Findings made in the past few years reveal that human skin, oesophageal and
lung cells show high levels of mosaicism. Approximately one-quarter of skin
cells, for example, harbour many precancerous mutations that only rarely turn
into tumours14,15.
It is unclear
what gives cancerous cells the advantage when tumours do form. If researchers
can learn how to subdue supercompetitors or blunt cancer cells’ ability to
compete, they might be able to turn that against cancer.
Conversely, stem
cells might need to gain a competitive edge if they are to replace aged or
diseased tissue for an organ makeover.
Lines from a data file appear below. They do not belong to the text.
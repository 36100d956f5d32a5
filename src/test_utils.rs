
use std::collections::HashSet;
use std::sync::Arc;

use crate::score_rules::NoBonus;
use crate::{
    game::handle_action,
    Action,
    Direction,
    GameState,
    IdAllocator,
    PlacedTile,
    Player,
    PlayerToMove,
    Position,
    RuleSettings,
    Rules,
    Tile,
    BLANK_LETTER,
};

/// Tiles with the letters of `letters`: k 5, p 3, h 4, blanks 0, everything else 1
pub fn letter_tiles(ids: &mut IdAllocator, letters: &str) -> Vec<Tile> {
    letters.chars()
        .map(|c| match c {
            BLANK_LETTER => Tile::blank(ids.next_id()),
            'k' => Tile::new(ids.next_id(), c, 5),
            'p' => Tile::new(ids.next_id(), c, 3),
            'h' => Tile::new(ids.next_id(), c, 4),
            _ => Tile::new(ids.next_id(), c, 1),
        })
        .collect()
}

/// Place `word` from `start` on, taking for each letter the first tile of
/// `tray` with it that is not used yet
pub fn tiles_from_tray(word: &str, start: (i32, i32), dir: Direction, tray: &[Tile]) -> Vec<PlacedTile> {
    let mut pos = Position::new(start.0, start.1);
    let mut remaining = tray.to_vec();
    word.chars()
        .map(|c| {
            let idx = remaining.iter().position(|t| t.letter == c)
                .unwrap_or_else(|| panic!("can't find {:?} in tray", c));
            let placed = remaining.remove(idx).placed_at(pos.x, pos.y);
            pos = pos.next(dir);
            placed
        })
        .collect()
}

pub fn letters_in_tray(tray: &[Tile]) -> String {
    tray.iter().map(|t| t.letter).collect()
}

pub fn word_set(words: &[&str]) -> HashSet<String> {
    words.iter().map(|w| w.to_string()).collect()
}

pub fn test_rules() -> Rules {
    Rules::new(
        RuleSettings {
            name: "Test".to_owned(),
            word_set_name: "test".to_owned(),
            width: 15,
            height: 15,
            tray_size: 7,
            bingo_bonus: 50,
            accept_invalid_words: true,
            allow_overwrite: false,
        },
        Arc::new(NoBonus),
        Arc::new(word_set(&["pup", "kit", "pupple", "pups", "kits", "puppples", "spit"])),
    )
}

/// Two players with full trays: Lucy has `pupples` and Jack `kittehs`; the
/// bag is unshuffled, its last tile is a blank
pub fn basic_starting_state() -> GameState {
    let mut ids = IdAllocator::new();
    let bag = letter_tiles(&mut ids, "abcdefghijklmnopqrstuvwxyz ");
    let trays = vec![letter_tiles(&mut ids, "pupples"), letter_tiles(&mut ids, "kittehs")];
    GameState {
        rules: test_rules(),
        players: vec![Player::new("woof", "Lucy"), Player::new("meow", "Jack")],
        player_to_move: PlayerToMove::Player(0),
        moves: vec![],
        scores: vec![0, 0],
        trays,
        bag,
        shuffle_seed: 0,
    }
}

/// Apply an action that must be legal
pub fn handle_legal_action(state: &GameState, action: Action) -> GameState {
    let result = handle_action(state, &action);
    assert_eq!(result.illegal_reasons, vec![], "{:?}", action);
    result.new_state
}
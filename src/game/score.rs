
use std::collections::HashSet;

use crate::{Alignment, CellBonus, Direction, PlacedTile, Rules, TileId};
use super::{
    Board,
    BoardKnowledge,
    IllegalReason,
    IllegalReasonCode,
    Move,
    ScoredMove,
    ScoredWord,
};

/// Validate and score `mov` against what is on the board.
///
/// Nothing is short-circuited: every problem of the move is reported, and the
/// words and score are computed even for an illegal move.
pub fn score_move(knowledge: &impl BoardKnowledge, mov: &Move) -> ScoredMove {
    let mut illegal_reasons = duplicate_tiles(&mov.tile_ids());

    let tiles = match mov {
        Move::PlayWord { tiles, .. } => tiles,
        Move::Pass { .. } | Move::ExchangeTiles { .. } => {
            return ScoredMove {
                mov: mov.clone(),
                words: vec![],
                total_score: 0,
                illegal_reasons,
            }
        },
    };

    let rules = knowledge.rules();
    let played = Board::from_moves(rules, knowledge.moves());
    let board = played.with_tiles(tiles);
    let placed_ids: HashSet<TileId> = tiles.iter().map(PlacedTile::id).collect();

    let words = find_words(&board, tiles)
        .iter()
        .map(|word| score_word(rules, word, &placed_ids))
        .collect::<Vec<_>>();

    let mut total_score = words.iter().fold(0u32, |total, w| total.saturating_add(w.score));
    if tiles.len() >= rules.tray_size() {
        total_score = total_score.saturating_add(rules.settings.bingo_bonus);
    }

    let mut connected = false;
    for (idx, tile) in tiles.iter().enumerate() {
        let pos = tile.position();
        if !rules.on_board(pos) {
            illegal_reasons.push(IllegalReason::new(
                IllegalReasonCode::OutsideBoard,
                format!("Cannot place {} outside the board", tile.tile.display_letter()),
            ));
            continue
        }

        let same_square = tiles.iter().enumerate()
            .find(|&(other_idx, other)| other_idx != idx && other.position() == pos);
        if let Some((_, other)) = same_square {
            illegal_reasons.push(IllegalReason::new(
                IllegalReasonCode::TilesOnSameSquare,
                format!(
                    "Cannot place {} and {} on the same square",
                    other.tile.display_letter(),
                    tile.tile.display_letter(),
                ),
            ));
        }

        connected = connected || pos.neighbours().iter().any(|&n| {
            board.tile_at(n).map_or(false, |t| !placed_ids.contains(&t.id()))
        });

        if !rules.settings.allow_overwrite {
            if let Some(existing) = played.tile_at(pos) {
                illegal_reasons.push(IllegalReason::new(
                    IllegalReasonCode::DisallowedOverwrite,
                    format!(
                        "Cannot overwrite existing {} with {}",
                        existing.tile.display_letter(),
                        tile.tile.display_letter(),
                    ),
                ));
            }
        }
    }

    if !in_straight_line(rules, &board, tiles) {
        illegal_reasons.push(IllegalReason::new(
            IllegalReasonCode::NotInStraightLine,
            "Move must be in one straight line",
        ));
    }

    if words.is_empty() {
        illegal_reasons.push(IllegalReason::new(
            IllegalReasonCode::NotFormingWord,
            "Move must form at least one word",
        ));
    } else if !knowledge.has_word_been_played() {
        let center = rules.center();
        if !tiles.iter().any(|t| t.position() == center) {
            illegal_reasons.push(IllegalReason::new(
                IllegalReasonCode::FirstMoveNotOnCenter,
                "First move must lie on center square",
            ));
        }
    } else if !connected {
        illegal_reasons.push(IllegalReason::new(
            IllegalReasonCode::NotConnected,
            "Move must be connected to other tiles on the board",
        ));
    }

    if !rules.settings.accept_invalid_words {
        for word in words.iter().filter(|w| !w.valid) {
            illegal_reasons.push(IllegalReason::new(
                IllegalReasonCode::InvalidWord,
                format!("{} is not a valid word", word.word.to_uppercase()),
            ));
        }
    }

    ScoredMove {
        mov: mov.clone(),
        words,
        total_score,
        illegal_reasons,
    }
}

/// `DuplicateTile` if an id appears twice in `ids`
pub fn duplicate_tiles(ids: &[TileId]) -> Vec<IllegalReason> {
    let distinct = ids.iter().collect::<HashSet<_>>();
    if distinct.len() < ids.len() {
        vec![IllegalReason::new(IllegalReasonCode::DuplicateTile, "Tile IDs duplicated in tile list")]
    } else {
        vec![]
    }
}

/// Every run of at least 2 tiles going through the placed tiles, vertical ones first
fn find_words(board: &Board, tiles: &[PlacedTile]) -> Vec<Vec<PlacedTile>> {
    let mut words = vec![];
    for &dir in Direction::BOTH.iter() {
        let mut remaining = tiles.iter().collect::<Vec<_>>();
        while let Some(&start) = remaining.first() {
            let run = board.run_through(start, dir);
            remaining.retain(|t| t.id() != start.id() && !run.iter().any(|r| r.id() == t.id()));
            if run.len() > 1 {
                words.push(run);
            }
        }
    }
    words
}

/// Bonuses only count for the tiles placed by the move being scored
fn score_word(rules: &Rules, word: &[PlacedTile], placed_ids: &HashSet<TileId>) -> ScoredWord {
    let mut word_multiplier: u32 = 1;
    let mut score: u32 = 0;
    for tile in word {
        let mut letter_score = tile.tile.point_value;
        if placed_ids.contains(&tile.id()) {
            match rules.cell_bonus(tile.position()) {
                Some(CellBonus::Letter(m)) => letter_score = letter_score.saturating_mul(m),
                Some(CellBonus::Word(m)) => word_multiplier = word_multiplier.saturating_mul(m),
                None => {},
            }
        }
        score = score.saturating_add(letter_score);
    }
    let text = word.iter().map(|t| t.tile.letter).collect::<String>();
    ScoredWord {
        valid: rules.is_valid_word(&text),
        word: text,
        score: score.saturating_mul(word_multiplier),
    }
}

/// All the tiles are on one row or column, and every square between the
/// first and the last one is filled, either by the move or by an earlier one
fn in_straight_line(rules: &Rules, board: &Board, tiles: &[PlacedTile]) -> bool {
    match Alignment::find(tiles.iter().map(PlacedTile::position)) {
        None => false,
        Some(Alignment::Point) => true,
        Some(Alignment::Line(line)) => line.positions()
            .take_while(|&pos| rules.on_board(pos))
            .all(|pos| board.is_occupied(pos)),
    }
}
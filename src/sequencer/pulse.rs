// Pulse - Tri-state value of one subdivision slot
// Silent / On / Accent, stored as 0/1/2 in session files

use crate::audio::click::ClickType;
use std::fmt;

/// State of a single pulse within a measure's pattern
#[derive(Debug, Clone, Copy, PartialEq, Eq, serde::Serialize, serde::Deserialize)]
#[serde(into = "u8", try_from = "u8")]
pub enum Pulse {
    /// No sound on this slot
    Silent,
    /// Regular click
    On,
    /// Accented click (higher pitch)
    Accent,
}

impl Pulse {
    /// Next state in the edit cycle: Silent -> On -> Accent -> Silent
    pub fn cycled(self) -> Self {
        match self {
            Pulse::Silent => Pulse::On,
            Pulse::On => Pulse::Accent,
            Pulse::Accent => Pulse::Silent,
        }
    }

    /// Whether this pulse produces a sound trigger
    pub fn is_audible(self) -> bool {
        !matches!(self, Pulse::Silent)
    }

    /// Click type for audible pulses, None for Silent
    /// Total mapping: every variant resolves to either a click or silence
    pub fn click_type(self) -> Option<ClickType> {
        match self {
            Pulse::Silent => None,
            Pulse::On => Some(ClickType::Regular),
            Pulse::Accent => Some(ClickType::Accent),
        }
    }
}

impl From<Pulse> for u8 {
    fn from(pulse: Pulse) -> u8 {
        match pulse {
            Pulse::Silent => 0,
            Pulse::On => 1,
            Pulse::Accent => 2,
        }
    }
}

impl TryFrom<u8> for Pulse {
    type Error = String;

    fn try_from(value: u8) -> Result<Self, Self::Error> {
        match value {
            0 => Ok(Pulse::Silent),
            1 => Ok(Pulse::On),
            2 => Ok(Pulse::Accent),
            other => Err(format!("invalid pulse value: {} (expected 0, 1 or 2)", other)),
        }
    }
}

impl fmt::Display for Pulse {
    fn fmt(&self, f: &mut fmt::Formatter<'_>) -> fmt::Result {
        let name = match self {
            Pulse::Silent => "silent",
            Pulse::On => "on",
            Pulse::Accent => "accent",
        };
        write!(f, "{}", name)
    }
}
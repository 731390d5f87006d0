// Playhead - Live (measure, pulse) cursor during playback
// Ephemeral state, never persisted

/// Playback cursor: which pulse sounds next and when
///
/// `next_event_time` is an absolute timestamp in seconds on the audio clock,
/// the same time base tones are scheduled against.
#[derive(Debug, Clone, Copy, PartialEq)]
pub struct Playhead {
    pub measure: usize,
    pub pulse: usize,
    pub next_event_time: f64,
}

impl Playhead {
    pub fn new() -> Self {
        Self {
            measure: 0,
            pulse: 0,
            next_event_time: 0.0,
        }
    }

    /// Back to measure 0, pulse 0 (stop semantics)
    pub fn reset(&mut self) {
        *self = Self::new();
    }

    /// Position the cursor for a fresh start at time `at`.
    ///
    /// With more than one measure the cursor starts on the *last* measure so
    /// the first wrap lands on measure 0, giving a count-in on measure 1.
    pub fn begin(&mut self, measure_count: usize, at: f64) {
        self.measure = if measure_count > 1 {
            measure_count - 1
        } else {
            0
        };
        self.pulse = 0;
        self.next_event_time = at;
    }

    /// Step to the next pulse, wrapping pulse and measure indices
    pub fn advance(&mut self, subdivisions: usize, measure_count: usize) {
        self.pulse += 1;
        if self.pulse >= subdivisions {
            self.pulse = 0;
            self.measure = (self.measure + 1) % measure_count;
        }
    }

    /// Clamp indices after a structural edit shrank the sequence or measure.
    /// Uses modulo so a stale cursor maps to a valid position instead of faulting.
    pub fn clamp(&mut self, measure_count: usize, subdivisions: usize) {
        if measure_count > 0 {
            self.measure %= measure_count;
        }
        if subdivisions > 0 {
            self.pulse %= subdivisions;
        }
    }
}

impl Default for Playhead {
    fn default() -> Self {
        Self::new()
    }
}
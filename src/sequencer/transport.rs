// Transport - Playback state machine
// Stopped resets the cursor, Paused keeps it for resume

/// Transport state (play/pause/stop)
#[derive(Debug, Clone, Copy, PartialEq, Eq)]
pub enum TransportState {
    Stopped,
    Playing,
    Paused,
}

impl TransportState {
    pub fn is_playing(&self) -> bool {
        matches!(self, TransportState::Playing)
    }

    pub fn is_stopped(&self) -> bool {
        matches!(self, TransportState::Stopped | TransportState::Paused)
    }
}

impl Default for TransportState {
    fn default() -> Self {
        TransportState::Stopped
    }
}

/// Transport control errors - all recoverable, state is left unchanged
#[derive(Debug, Clone, PartialEq, Eq, thiserror::Error)]
pub enum TransportError {
    #[error("cannot start playback: the sequence has no measures")]
    NoMeasures,
}
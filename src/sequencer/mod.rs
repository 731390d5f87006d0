// Sequencer module
// Pattern data, playhead, and the look-ahead scheduling core

pub mod pattern;
pub mod playhead;
pub mod player;
pub mod pulse;
pub mod scheduler;
pub mod transport;

pub use pattern::{Measure, PatternStore, DEFAULT_TEMPO, MAX_SUBDIVISIONS, MAX_TEMPO, MIN_SUBDIVISIONS, MIN_TEMPO};
pub use playhead::Playhead;
pub use player::{start_tick_loop, TickHandle};
pub use pulse::Pulse;
pub use scheduler::{Clock, LookAheadScheduler, ToneSink, VisualSink, LOOK_AHEAD_SECS, START_DELAY_SECS, TICK_INTERVAL_MS};
pub use transport::{TransportError, TransportState};
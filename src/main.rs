use rhythm_weaver::sequencer::{LookAheadScheduler, PatternStore, Pulse, VisualSink, start_tick_loop};
use rhythm_weaver::{AudioEngine, SessionStore, ToneOutput, create_click_channel};
use std::io::BufRead;
use std::sync::{Arc, Mutex};

// Ringbuffer capacity constant
// Sized well beyond the worst case: at 300 BPM with 16 subdivisions a tick
// queues about 9 clicks, and the audio callback drains the queue every
// buffer period (typically 5-20ms)
const CLICK_RINGBUFFER_CAPACITY: usize = 256;

/// Terminal front-end for pulse highlights
///
/// Prints as soon as the pulse is queued. The delay tells a richer front-end
/// how long to wait before flashing; a terminal line a few dozen
/// milliseconds early is close enough.
struct TerminalVisuals;

impl VisualSink for TerminalVisuals {
    fn on_pulse_due(&mut self, measure: usize, pulse: usize, _delay_ms: f64) {
        println!("  > measure {} pulse {}", measure + 1, pulse + 1);
    }
}

fn main() {
    println!("=== Rhythm Weaver ===");
    println!("Version 0.1.0\n");

    let (click_tx, click_rx) = create_click_channel(CLICK_RINGBUFFER_CAPACITY);

    println!("Audio engine initialisation...");
    let audio_engine = match AudioEngine::new(click_rx) {
        Ok(engine) => engine,
        Err(e) => {
            eprintln!("ERROR: {}", e);
            return;
        }
    };
    println!("Output stream running at {} Hz", audio_engine.sample_rate());

    // Auto-save is best-effort: a missing data dir disables it but the
    // sequencer still works
    let session = match SessionStore::at_default_location() {
        Ok(session) => {
            println!("Session file: {}", session.path().display());
            Some(session)
        }
        Err(e) => {
            eprintln!("WARNING: auto-save disabled: {}", e);
            None
        }
    };

    let store = session
        .as_ref()
        .map(|s| s.load_or_default())
        .unwrap_or_default();
    println!(
        "Loaded {} measure(s) at {} BPM\n",
        store.len(),
        store.tempo()
    );

    let store = Arc::new(Mutex::new(store));
    let scheduler = Arc::new(Mutex::new(LookAheadScheduler::new()));

    // The tick thread pumps the scheduler against the audio clock
    let clock = audio_engine.timing();
    let mut tones = ToneOutput::new(click_tx, audio_engine.timing());
    let mut visuals = TerminalVisuals;
    let tick_store = Arc::clone(&store);
    let tick_scheduler = Arc::clone(&scheduler);
    let _ticker = start_tick_loop(move || {
        let (Ok(mut scheduler), Ok(store)) = (tick_scheduler.lock(), tick_store.lock()) else {
            return;
        };
        scheduler.tick(&store, &clock, &mut tones, &mut visuals);
    });

    let clock = audio_engine.timing();
    print_help();

    let stdin = std::io::stdin();
    for line in stdin.lock().lines() {
        let Ok(line) = line else { break };
        let parts: Vec<&str> = line.split_whitespace().collect();

        match parts.as_slice() {
            [] => {}

            ["play"] | ["start"] => {
                let (Ok(mut scheduler), Ok(store)) = (scheduler.lock(), store.lock()) else {
                    break;
                };
                match scheduler.start(&store, &clock) {
                    Ok(()) => println!("Playing"),
                    Err(e) => eprintln!("ERROR: {}", e),
                }
            }

            ["pause"] => {
                if let Ok(mut scheduler) = scheduler.lock() {
                    scheduler.pause();
                    println!("Paused");
                }
            }

            ["resume"] => {
                if let Ok(mut scheduler) = scheduler.lock() {
                    scheduler.resume(&clock);
                    println!("Resumed");
                }
            }

            ["stop"] => {
                if let Ok(mut scheduler) = scheduler.lock() {
                    scheduler.stop();
                    println!("Stopped");
                }
            }

            ["tempo", bpm] => match bpm.parse::<u32>() {
                Ok(bpm) => with_store(&store, &session, |store| {
                    store.set_tempo(bpm);
                    println!("Tempo: {} BPM", store.tempo());
                }),
                Err(_) => eprintln!("ERROR: tempo expects a number"),
            },

            ["add"] => with_store(&store, &session, |store| {
                store.add_measure();
                println!("Added measure {}", store.len());
            }),

            ["rm", index] => match parse_index(index) {
                Some(index) => {
                    // Removing the measure under the playhead mid-flight would
                    // let already queued tones play against a stale position
                    if let Ok(mut scheduler) = scheduler.lock() {
                        if scheduler.state().is_playing() && scheduler.playhead().measure == index {
                            scheduler.stop();
                            println!("Stopped (removed the playing measure)");
                        }
                    }
                    with_store(&store, &session, |store| {
                        store.remove_measure(index);
                        println!("{} measure(s) left", store.len());
                    });
                }
                None => eprintln!("ERROR: rm expects a measure number"),
            },

            ["sub", index, count] => match (parse_index(index), count.parse::<usize>()) {
                (Some(index), Ok(count)) => with_store(&store, &session, |store| {
                    store.set_subdivisions(index, count);
                }),
                _ => eprintln!("ERROR: sub expects a measure number and a subdivision count"),
            },

            ["pulse", index, slot] => match (parse_index(index), parse_index(slot)) {
                (Some(index), Some(slot)) => with_store(&store, &session, |store| {
                    store.toggle_pulse(index, slot);
                    if let Some(value) = store.measure(index).and_then(|m| m.pulse(slot)) {
                        println!("Measure {} pulse {}: {}", index + 1, slot + 1, value);
                    }
                }),
                _ => eprintln!("ERROR: pulse expects a measure number and a pulse number"),
            },

            ["edit", "off"] => with_store(&store, &session, |store| {
                store.clear_editing_index();
            }),

            ["edit", index] => match parse_index(index) {
                Some(index) => with_store(&store, &session, |store| {
                    store.set_editing_index(index);
                }),
                None => eprintln!("ERROR: edit expects a measure number or 'off'"),
            },

            ["show"] => {
                if let Ok(store) = store.lock() {
                    print_sequence(&store);
                }
            }

            ["save", path] => {
                if let Ok(store) = store.lock() {
                    match rhythm_weaver::session::export_to_file(path, &store) {
                        Ok(()) => println!("Saved to {}", path),
                        Err(e) => eprintln!("ERROR: {}", e),
                    }
                }
            }

            ["load", path] => match rhythm_weaver::session::import_from_file(path) {
                Ok(data) => with_store(&store, &session, |store| {
                    data.apply_to(store);
                    println!(
                        "Loaded {} measure(s) at {} BPM",
                        store.len(),
                        store.tempo()
                    );
                }),
                // The current sequence is untouched when the file is invalid
                Err(e) => eprintln!("ERROR: {}", e),
            },

            ["help"] => print_help(),

            ["quit"] | ["exit"] => break,

            _ => eprintln!("Unknown command (try 'help')"),
        }
    }

    println!("Bye");
}

/// Run a mutation under the store lock, then auto-save the result
fn with_store(
    store: &Arc<Mutex<PatternStore>>,
    session: &Option<SessionStore>,
    action: impl FnOnce(&mut PatternStore),
) {
    let Ok(mut store) = store.lock() else { return };
    action(&mut store);
    if let Some(session) = session {
        if let Err(e) = session.save(&store) {
            eprintln!("WARNING: auto-save failed: {}", e);
        }
    }
}

/// Parse a 1-based measure/pulse number into a 0-based index
fn parse_index(text: &str) -> Option<usize> {
    text.parse::<usize>().ok()?.checked_sub(1)
}

fn print_sequence(store: &PatternStore) {
    println!("Tempo: {} BPM", store.tempo());
    if store.is_empty() {
        println!("(no measures)");
        return;
    }
    for (index, measure) in store.measures().iter().enumerate() {
        let slots: String = measure
            .pattern()
            .iter()
            .map(|pulse| match pulse {
                Pulse::Silent => " . ",
                Pulse::On => " o ",
                Pulse::Accent => " O ",
            })
            .collect();
        let editing = if store.editing_index() == Some(index) {
            "  <- editing"
        } else {
            ""
        };
        println!("{:>3} |{}|{}", index + 1, slots, editing);
    }
}

fn print_help() {
    println!("Commands:");
    println!("  play | pause | resume | stop");
    println!("  tempo <bpm>          set the tempo (1-300)");
    println!("  add                  append a measure");
    println!("  rm <measure>         remove a measure");
    println!("  sub <measure> <n>    set subdivisions (1-16)");
    println!("  pulse <measure> <n>  cycle a pulse: silent -> on -> accent");
    println!("  edit <measure|off>   move the editor cursor");
    println!("  show                 print the sequence");
    println!("  save <path>          export the session to a file");
    println!("  load <path>          import a session file");
    println!("  quit");
}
Villa del Campo says that clinicians are
already considering how to enhance patient-derived cardiac stem cells to
efficiently replace cells that have been damaged by heart attacks or disease.
What started as
modest observations in minuscule fruit-fly larvae has exposed the primal
cellular battles that could usher in a new era of cell-based medicine. The
process has scientists buzzing, but it remains mysterious.
“Cell competition
might be a general process to remove any undesirable cell that should not be
there,” says Morata, after returning from a one-day meeting in Lausanne,
Switzerland devoted to competition in September.
Now 74, he’s
thrilled that work he essentially shelved more than 40 years ago is gaining new
life and that the competition is heating up. “It’s really exciting.”